▶ What this task involves
For each line below with the word "display", write out a copy.

(Exercise materials)

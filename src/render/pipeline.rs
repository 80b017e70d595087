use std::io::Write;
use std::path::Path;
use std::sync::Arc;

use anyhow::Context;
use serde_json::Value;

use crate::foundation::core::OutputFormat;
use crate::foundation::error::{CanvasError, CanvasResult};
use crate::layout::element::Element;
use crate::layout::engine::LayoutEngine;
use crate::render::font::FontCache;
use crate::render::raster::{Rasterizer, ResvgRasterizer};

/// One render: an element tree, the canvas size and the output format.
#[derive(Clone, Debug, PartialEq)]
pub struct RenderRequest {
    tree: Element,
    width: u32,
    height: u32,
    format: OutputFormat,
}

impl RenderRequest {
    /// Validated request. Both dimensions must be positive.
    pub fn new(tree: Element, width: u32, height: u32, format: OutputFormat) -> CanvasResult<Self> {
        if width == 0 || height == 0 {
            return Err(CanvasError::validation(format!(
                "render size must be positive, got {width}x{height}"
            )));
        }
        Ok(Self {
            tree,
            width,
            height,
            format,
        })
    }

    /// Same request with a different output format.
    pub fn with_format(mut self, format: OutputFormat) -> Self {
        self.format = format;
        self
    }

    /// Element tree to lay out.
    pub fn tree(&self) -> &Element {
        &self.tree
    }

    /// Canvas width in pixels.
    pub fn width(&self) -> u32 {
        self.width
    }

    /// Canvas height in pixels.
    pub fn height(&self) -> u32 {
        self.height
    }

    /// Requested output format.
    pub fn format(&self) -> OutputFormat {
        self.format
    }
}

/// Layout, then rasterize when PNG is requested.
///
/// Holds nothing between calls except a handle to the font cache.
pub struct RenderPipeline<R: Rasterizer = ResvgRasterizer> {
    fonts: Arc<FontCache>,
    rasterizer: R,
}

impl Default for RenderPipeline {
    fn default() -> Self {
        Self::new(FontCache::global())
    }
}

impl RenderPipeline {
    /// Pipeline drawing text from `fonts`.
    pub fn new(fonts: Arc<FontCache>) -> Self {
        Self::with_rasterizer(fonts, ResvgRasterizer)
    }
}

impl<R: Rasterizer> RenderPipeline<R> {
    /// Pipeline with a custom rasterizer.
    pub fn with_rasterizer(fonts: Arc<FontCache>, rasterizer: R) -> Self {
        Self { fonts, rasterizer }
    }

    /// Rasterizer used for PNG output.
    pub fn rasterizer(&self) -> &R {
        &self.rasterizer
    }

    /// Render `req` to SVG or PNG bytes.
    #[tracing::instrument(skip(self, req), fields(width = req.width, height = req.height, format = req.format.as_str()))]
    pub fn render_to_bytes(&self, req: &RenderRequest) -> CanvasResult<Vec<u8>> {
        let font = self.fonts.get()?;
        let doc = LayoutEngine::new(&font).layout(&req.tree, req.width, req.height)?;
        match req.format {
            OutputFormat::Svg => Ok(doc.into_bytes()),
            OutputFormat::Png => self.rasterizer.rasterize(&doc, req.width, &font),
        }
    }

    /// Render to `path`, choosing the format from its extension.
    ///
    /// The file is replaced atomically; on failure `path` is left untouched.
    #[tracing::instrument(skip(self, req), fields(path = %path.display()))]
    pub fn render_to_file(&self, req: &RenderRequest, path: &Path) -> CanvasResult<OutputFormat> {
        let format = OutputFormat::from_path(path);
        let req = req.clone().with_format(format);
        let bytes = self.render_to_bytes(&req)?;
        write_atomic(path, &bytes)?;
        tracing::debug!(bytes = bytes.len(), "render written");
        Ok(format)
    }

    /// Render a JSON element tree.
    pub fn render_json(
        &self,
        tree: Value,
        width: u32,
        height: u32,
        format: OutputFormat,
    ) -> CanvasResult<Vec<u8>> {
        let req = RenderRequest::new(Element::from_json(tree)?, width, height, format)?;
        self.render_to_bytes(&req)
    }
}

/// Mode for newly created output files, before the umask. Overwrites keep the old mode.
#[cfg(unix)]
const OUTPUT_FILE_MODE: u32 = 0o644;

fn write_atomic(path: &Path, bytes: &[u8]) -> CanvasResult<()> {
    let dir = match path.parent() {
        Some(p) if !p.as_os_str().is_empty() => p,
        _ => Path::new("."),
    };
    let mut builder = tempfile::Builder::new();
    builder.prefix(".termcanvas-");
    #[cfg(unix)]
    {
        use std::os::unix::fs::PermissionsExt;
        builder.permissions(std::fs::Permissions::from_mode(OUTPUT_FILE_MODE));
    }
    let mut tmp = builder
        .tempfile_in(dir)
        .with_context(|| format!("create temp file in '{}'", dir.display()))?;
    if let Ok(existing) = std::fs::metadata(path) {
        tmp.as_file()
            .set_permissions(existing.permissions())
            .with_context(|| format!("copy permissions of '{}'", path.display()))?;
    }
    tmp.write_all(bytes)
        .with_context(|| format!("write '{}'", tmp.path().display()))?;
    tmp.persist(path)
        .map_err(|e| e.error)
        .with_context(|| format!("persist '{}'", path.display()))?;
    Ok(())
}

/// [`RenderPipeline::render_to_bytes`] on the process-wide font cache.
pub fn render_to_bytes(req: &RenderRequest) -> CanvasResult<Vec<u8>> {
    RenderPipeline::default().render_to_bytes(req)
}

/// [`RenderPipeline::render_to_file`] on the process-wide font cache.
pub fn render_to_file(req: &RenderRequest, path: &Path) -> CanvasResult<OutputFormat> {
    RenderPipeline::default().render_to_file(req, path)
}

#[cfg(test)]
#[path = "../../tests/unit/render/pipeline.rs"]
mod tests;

(End Exercise materials)

▶ Task response
    #[tracing::instrument(skip(self, req), fields(path = %path.display()))]
        .with_context(|| format!("create temp file in '{}'", dir.display()))?;
            .with_context(|| format!("copy permissions of '{}'", path.display()))?;
        .with_context(|| format!("write '{}'", tmp.path().display()))?;
        .with_context(|| format!("persist '{}'", path.display()))?;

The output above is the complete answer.